Gans was a friend of artist Will Shuster, who created Zozobra for the 1924 Fiesta de Santa Fe. The 49-foot marionette is burned each year before thousands to rid people of their gloom. Shuster signed over the copyright and trademark to the Kiwanis Club in 1964, not long before he died.

Gans had helped build Zozobra starting in 1938, including crafting its head, according to New Mexican archives. He became the main voice of Zozobra in 1951 by moaning and howling through a microphone.

Gans missed a year as the voice of Zozobra in 1982 after suffering a heart attack. He finally handed the microphone to a new moaner in the early 1990s, but he continued to help with Zozobra's "new voice" after that.

Gans discussed Zozobra's popularity in a 1981 interview. "It's a pagan ceremony they all love," he said. "It's history, it's tradition. Like at a fire, people come here because it's exciting. It gets the adrenaline pumping."

In a 2001 interview, he said each ritual burning made him immediately look forward to the following year's event. "I feel like one of the happiest guys alive," Gans said. "One, it didn't fall down. Two, it was a success. I just feel what Shuster started. Viva la Fiesta."

Gans and his wife, Sonia Seabrook Gans, moved to Norman from Santa Fe two years ago to be near his daughter.

"I don't think he ever got Santa Fe out of his mind," Lindy Gans Ritz said. "Until January, he was in very good health."

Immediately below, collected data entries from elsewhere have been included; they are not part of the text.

//! UDP datagram header and connect handshake messages.
//!
//! Every UDP data datagram starts with the sender's timestamp and a
//! sequence counter, followed by filler up to the block size.
//!
//! # Packet Format
//!
//! ```text
//! ┌──────────────┬──────────────┬──────────────────────┬──────────────┐
//! │   Seconds    │ Microseconds │      Sequence        │   Payload    │
//! │   (4 bytes)  │  (4 bytes)   │  (4 or 8 bytes)      │  (variable)  │
//! └──────────────┴──────────────┴──────────────────────┴──────────────┘
//! ```
//!
//! All fields are big-endian. The first datagram of a stream carries
//! sequence number 1.
//!
//! # Connect handshake
//!
//! Before data flows the client sends the 4-byte [`UDP_CONNECT_MSG`] on the
//! new stream socket and the server answers with [`UDP_CONNECT_REPLY`].
//!
//! # Examples
//!
//! ```
//! use rsperf::udp_packet::{parse_header, write_header, header_len};
//! use std::time::{Duration, UNIX_EPOCH};
//!
//! let mut packet = vec![0u8; 1460];
//! let sent = UNIX_EPOCH + Duration::from_micros(1_500_000);
//! write_header(&mut packet, 42, sent, false);
//!
//! let header = parse_header(&packet, false).expect("Invalid packet");
//! assert_eq!(header.sequence, 42);
//! assert_eq!(header.sec, 1);
//! assert_eq!(header.usec, 500_000);
//! assert_eq!(header_len(false), 12);
//! ```

use std::time::{Duration, SystemTime, UNIX_EPOCH};

/// Client-to-server connect datagram.
pub const UDP_CONNECT_MSG: u32 = 0x3637_3839;
/// Server-to-client connect acknowledgement.
pub const UDP_CONNECT_REPLY: u32 = 0x3938_3736;

/// Header length for the selected counter width.
pub fn header_len(counters_64bit: bool) -> usize {
    if counters_64bit {
        16
    } else {
        12
    }
}

/// Decoded UDP datagram header.
#[derive(Debug, Clone, Copy, PartialEq, Eq)]
pub struct UdpPacketHeader {
    /// Send time, seconds since the UNIX epoch
    pub sec: u32,
    /// Send time, microsecond part
    pub usec: u32,
    /// Packet sequence number (monotonically increasing from 1)
    pub sequence: u64,
}

impl UdpPacketHeader {
    /// Send time as seconds since the epoch.
    pub fn sent_secs(&self) -> f64 {
        self.sec as f64 + self.usec as f64 / 1_000_000.0
    }
}

/// Writes the header for `sequence` into the front of `buf`.
///
/// `buf` must be at least [`header_len`] bytes; the block-size check in
/// the configuration guarantees that for data buffers.
pub fn write_header(buf: &mut [u8], sequence: u64, sent: SystemTime, counters_64bit: bool) {
    let since_epoch = sent.duration_since(UNIX_EPOCH).unwrap_or(Duration::ZERO);
    buf[0..4].copy_from_slice(&(since_epoch.as_secs() as u32).to_be_bytes());
    buf[4..8].copy_from_slice(&since_epoch.subsec_micros().to_be_bytes());
    if counters_64bit {
        buf[8..16].copy_from_slice(&sequence.to_be_bytes());
    } else {
        buf[8..12].copy_from_slice(&(sequence as u32).to_be_bytes());
    }
}

/// Parses the header at the front of a received datagram.
///
/// Returns `None` when the datagram is shorter than the header.
pub fn parse_header(packet: &[u8], counters_64bit: bool) -> Option<UdpPacketHeader> {
    if packet.len() < header_len(counters_64bit) {
        return None;
    }
    let sec = u32::from_be_bytes(packet[0..4].try_into().ok()?);
    let usec = u32::from_be_bytes(packet[4..8].try_into().ok()?);
    let sequence = if counters_64bit {
        u64::from_be_bytes(packet[8..16].try_into().ok()?)
    } else {
        u32::from_be_bytes(packet[8..12].try_into().ok()?) as u64
    };
    Some(UdpPacketHeader { sec, usec, sequence })
}

/// True for a stray connect or connect-reply datagram.
///
/// Retried handshakes can land on a data socket after the stream is up;
/// such datagrams are dropped without touching any counter.
pub fn is_handshake_datagram(packet: &[u8]) -> bool {
    if packet.len() != 4 {
        return false;
    }
    let value = u32::from_be_bytes([packet[0], packet[1], packet[2], packet[3]]);
    value == UDP_CONNECT_MSG || value == UDP_CONNECT_REPLY
}

/// Seconds since the epoch for `t`, as used for transit computation.
pub fn epoch_secs(t: SystemTime) -> f64 {
    t.duration_since(UNIX_EPOCH)
        .map(|d| d.as_secs_f64())
        .unwrap_or(0.0)
}

#[cfg(test)]
mod tests {
    use super::*;

    #[test]
    fn test_header_layout_32bit() {
        let mut buf = [0u8; 12];
        let sent = UNIX_EPOCH + Duration::new(0x0102_0304, 5_000);
        write_header(&mut buf, 0x0A0B_0C0D, sent, false);
        assert_eq!(&buf[0..4], &[1, 2, 3, 4]);
        assert_eq!(&buf[4..8], &5u32.to_be_bytes());
        assert_eq!(&buf[8..12], &[0x0A, 0x0B, 0x0C, 0x0D]);
    }

    #[test]
    fn test_header_64bit_counter() {
        let mut buf = [0u8; 64];
        let seq = (1u64 << 40) + 7;
        write_header(&mut buf, seq, SystemTime::now(), true);
        assert_eq!(parse_header(&buf, true).unwrap().sequence, seq);
        // A 32-bit reader sees only the high half.
        assert_ne!(parse_header(&buf, false).unwrap().sequence, seq);
    }

    #[test]
    fn test_short_packet() {
        assert!(parse_header(&[0u8; 11], false).is_none());
        assert!(parse_header(&[0u8; 15], true).is_none());
    }

    #[test]
    fn test_handshake_detection() {
        assert!(is_handshake_datagram(&UDP_CONNECT_MSG.to_be_bytes()));
        assert!(is_handshake_datagram(&UDP_CONNECT_REPLY.to_be_bytes()));
        assert!(!is_handshake_datagram(&[0u8; 4]));
        let mut data = vec![0u8; 12];
        data[..4].copy_from_slice(&UDP_CONNECT_MSG.to_be_bytes());
        assert!(!is_handshake_datagram(&data));
    }

    #[test]
    fn test_sent_secs() {
        let header = UdpPacketHeader {
            sec: 10,
            usec: 250_000,
            sequence: 1,
        };
        assert!((header.sent_secs() - 10.25).abs() < 1e-9);
    }
}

Harold J. Gans was born in New York City and adopted by Julius and Elsie Gans, who lived in Santa Fe. The Gans family owned Santa Fe Arts and Crafts, a downtown business, for many years. Harold Gans took over the store after his parents died.

Gans attended Santa Fe public schools, the New Mexico Military Institute and the University of Southern California before serving in the U.S. Army in World War II. He was in the 500th Air Service as a photographer in the American, European, African, Middle Eastern and Asia-Pacific theaters during the war.

"He loved his USC Trojans, photography, sailing and flying his own plane," his daughter said. "He was a private pilot."

John Adams, Gans' financial adviser and longtime friend, added that Gans was also a volunteer firefighter and served on the ski patrol. "He also ended up being a photographer for Santa Fe High School," Adams said. "He would take movies and then show them to coaches and players."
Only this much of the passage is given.